In this study, the baseline CBF in each LGN was estimated by averaging the signal measured during the off period (e.g. lack of hemispheric stimulus) for that LGN. This analysis implicitly assumes that the left and right LGN do not interact with each other during activation, e.g. an increase in CBF in one LGN will not affect CBF in the other. Departures from this assumption can cause bias in the estimates of baseline CBF, which in turn lead to bias in the estimates of the percent change in CBF. In future studies, the inclusion of control periods during which neither LGN is stimulated would be useful for minimizing these potential biases.

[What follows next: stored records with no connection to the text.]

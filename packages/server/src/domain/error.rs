//! ドメイン層のエラー型定義
//!
//! 各レイヤー（Repository, MessagePusher, ドメインモデル）が返すエラーを
//! thiserror で定義します。UseCase 層はこれらをユースケース固有のエラーに変換します。

use thiserror::Error;

/// ドメインモデルの不変条件違反
#[derive(Debug, Clone, PartialEq, Eq, Error)]
pub enum DomainError {
    /// ルーム名が空文字列
    #[error("Room name must not be empty")]
    EmptyRoomName,
}

/// Repository 操作のエラー
#[derive(Debug, Clone, PartialEq, Eq, Error)]
pub enum RepositoryError {
    /// データストアにアクセスできない
    #[error("Relay state unavailable: {0}")]
    Unavailable(String),
}

/// メッセージ送信（MessagePusher）のエラー
#[derive(Debug, Clone, PartialEq, Eq, Error)]
pub enum MessagePushError {
    /// 送信先の接続が見つからない
    #[error("Connection '{0}' not found")]
    ConnectionNotFound(String),
    /// メッセージ送信に失敗
    #[error("Failed to push message: {0}")]
    PushFailed(String),
}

The present study is an initial demonstration of the feasibility of detecting functional CBF responses in the LGN with ASL fMRI. Because CBF is a fundamental physiological quantity, measures of functional CBF in the LGN may prove useful for furthering our understanding of neurodegenerative diseases of the visual system such as glaucoma. Additional studies to refine the performance of ASL methods and demonstrate their application in clinical populations would be useful.